[Stored data]
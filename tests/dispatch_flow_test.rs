//! End-to-end consumer dispatch scenarios over the in-memory stores.
//!
//! Covers: duplicate consume, bounded retries with the after-max hook,
//! unknown types on a shared topic, and cache invalidation tied to the
//! transaction outcome.

use std::sync::atomic::{AtomicU32, Ordering};
use std::sync::Arc;

use async_trait::async_trait;
use consumer_dispatch::DispatchEngine;
use failure_log::FailureLogger;
use message_contracts::{
    AckKind, CacheStore, ConsumeMessage, DispatchOutcome, HandlerMetadata, HandlerRegistry,
    InboundMessage, IsolationLevel, MessageDispatch, TransactionSide,
};
use message_store::memory::MemoryScopeFactory;
use redis_cache::MemoryCacheStore;
use serde::Deserialize;

#[derive(Deserialize)]
struct OrderPlaced {
    #[allow(dead_code)]
    id: String,
}

/// Handler that counts invocations; optionally always fails.
#[derive(Default)]
struct CountingHandler {
    handled: AtomicU32,
    after_max: AtomicU32,
    always_fail: bool,
}

#[async_trait]
impl ConsumeMessage<OrderPlaced> for Arc<CountingHandler> {
    async fn handle(&self, _message: OrderPlaced) -> anyhow::Result<()> {
        self.handled.fetch_add(1, Ordering::SeqCst);
        if self.always_fail {
            anyhow::bail!("handler refuses this message");
        }
        Ok(())
    }

    async fn after_max_retry(&self, _message: OrderPlaced) -> anyhow::Result<()> {
        self.after_max.fetch_add(1, Ordering::SeqCst);
        Ok(())
    }
}

struct Fixture {
    engine: DispatchEngine,
    scopes: Arc<MemoryScopeFactory>,
    cache: Arc<MemoryCacheStore>,
    handler: Arc<CountingHandler>,
}

fn fixture(metadata: HandlerMetadata, always_fail: bool) -> Fixture {
    let handler = Arc::new(CountingHandler {
        always_fail,
        ..Default::default()
    });
    let mut registry = HandlerRegistry::new();
    registry
        .register::<OrderPlaced, _>("OrderPlaced", handler.clone(), metadata)
        .unwrap();

    let scopes = Arc::new(MemoryScopeFactory::new());
    let cache = MemoryCacheStore::shared();
    let engine = DispatchEngine::new(
        "orders-svc",
        Arc::new(registry),
        scopes.clone(),
        cache.clone(),
        Arc::new(FailureLogger::new()),
    );

    Fixture {
        engine,
        scopes,
        cache,
        handler,
    }
}

fn delivery(id: &str, retry_count: u32) -> InboundMessage {
    InboundMessage {
        type_name: "OrderPlaced".into(),
        payload: format!(r#"{{"id":"{id}"}}"#),
        retry_count,
    }
}

#[tokio::test]
async fn s3_duplicate_consume_applies_effects_once() {
    let f = fixture(
        HandlerMetadata::message()
            .transaction(TransactionSide::Query, IsolationLevel::ReadCommitted),
        false,
    );

    let first = f.engine.dispatch(delivery("m1", 0)).await;
    let second = f.engine.dispatch(delivery("m1", 0)).await;

    assert_eq!(first, DispatchOutcome::Ack(AckKind::Processed));
    assert_eq!(second, DispatchOutcome::Ack(AckKind::AlreadyProcessed));
    assert_eq!(f.handler.handled.load(Ordering::SeqCst), 1);
    assert_eq!(f.scopes.query_markers.len(), 1);
    assert!(f.scopes.query_markers.contains("m1"));
}

/// Drives the engine the way the stream transport does: a `Retry` outcome
/// becomes a redelivery with the counter incremented.
async fn drive_until_terminal(f: &Fixture, id: &str) -> (AckKind, Vec<u32>) {
    let mut retry_count = 0;
    let mut counters_seen = Vec::new();
    loop {
        counters_seen.push(retry_count);
        match f.engine.dispatch(delivery(id, retry_count)).await {
            DispatchOutcome::Retry => retry_count += 1,
            DispatchOutcome::Ack(kind) => return (kind, counters_seen),
        }
        assert!(retry_count <= 10, "retry loop failed to terminate");
    }
}

#[tokio::test]
async fn s4_retry_exhaustion_runs_hook_once_then_terminates() {
    let f = fixture(
        HandlerMetadata::stream("orders")
            .max_retry(2)
            .with_after_max_hook()
            .transaction(TransactionSide::Query, IsolationLevel::ReadCommitted),
        true,
    );

    let (terminal, counters_seen) = drive_until_terminal(&f, "m2").await;

    // Attempted exactly max_retry + 1 times, then given up on.
    assert_eq!(terminal, AckKind::MaxRetryExceeded);
    assert_eq!(f.handler.handled.load(Ordering::SeqCst), 3);
    assert_eq!(f.handler.after_max.load(Ordering::SeqCst), 1);
    // Counters 0..=2 were attempts; 3 hit the ceiling; no 4 ever existed.
    assert_eq!(counters_seen, vec![0, 1, 2, 3]);
    // Nothing ever committed.
    assert!(f.scopes.query_markers.is_empty());
}

#[tokio::test]
async fn s5_unknown_type_is_acked_with_no_side_effects() {
    let f = fixture(
        HandlerMetadata::message()
            .transaction(TransactionSide::Query, IsolationLevel::ReadCommitted),
        false,
    );

    let outcome = f
        .engine
        .dispatch(InboundMessage {
            type_name: "NoSuchType".into(),
            payload: r#"{"id":"m3"}"#.into(),
            retry_count: 0,
        })
        .await;

    assert_eq!(outcome, DispatchOutcome::Ack(AckKind::UnknownType));
    assert_eq!(f.handler.handled.load(Ordering::SeqCst), 0);
    assert!(f.scopes.query_markers.is_empty());
    assert!(f.scopes.command_markers.is_empty());
}

#[tokio::test]
async fn cache_keys_are_deleted_on_commit_and_kept_on_rollback() {
    // Committing handler: declared keys disappear.
    let f = fixture(
        HandlerMetadata::message()
            .transaction(TransactionSide::Query, IsolationLevel::ReadCommitted)
            .clean_cache("A|B|C"),
        false,
    );
    for key in ["A", "B", "C"] {
        f.cache.set_if_not_exists(key, "cached").await.unwrap();
    }

    let outcome = f.engine.dispatch(delivery("m4", 0)).await;
    assert_eq!(outcome, DispatchOutcome::Ack(AckKind::Processed));
    for key in ["A", "B", "C"] {
        assert!(!f.cache.contains(key).await, "{key} should be invalidated");
    }

    // Failing handler: rollback, and no deletes happen.
    let f = fixture(
        HandlerMetadata::message()
            .transaction(TransactionSide::Query, IsolationLevel::ReadCommitted)
            .clean_cache("A|B|C"),
        true,
    );
    for key in ["A", "B", "C"] {
        f.cache.set_if_not_exists(key, "cached").await.unwrap();
    }

    let outcome = f.engine.dispatch(delivery("m5", 0)).await;
    assert_eq!(outcome, DispatchOutcome::Retry);
    for key in ["A", "B", "C"] {
        assert!(f.cache.contains(key).await, "{key} must survive a rollback");
    }
    assert!(f.scopes.query_markers.is_empty());
}

#[tokio::test]
async fn redeliveries_after_a_late_ack_failure_are_absorbed() {
    // A consumer that processed successfully but whose ack/commit to the
    // transport was lost sees the same message again; the marker absorbs it.
    let f = fixture(
        HandlerMetadata::message()
            .transaction(TransactionSide::Query, IsolationLevel::ReadCommitted),
        false,
    );

    for _ in 0..5 {
        f.engine.dispatch(delivery("m6", 0)).await;
    }

    assert_eq!(f.handler.handled.load(Ordering::SeqCst), 1);
    assert_eq!(f.scopes.query_markers.len(), 1);
}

ABOUT THIS TASK:
All lines above with "FailureLogger" in them should be returned.

EXERCISE ANSWER:
use failure_log::FailureLogger;
        Arc::new(FailureLogger::new()),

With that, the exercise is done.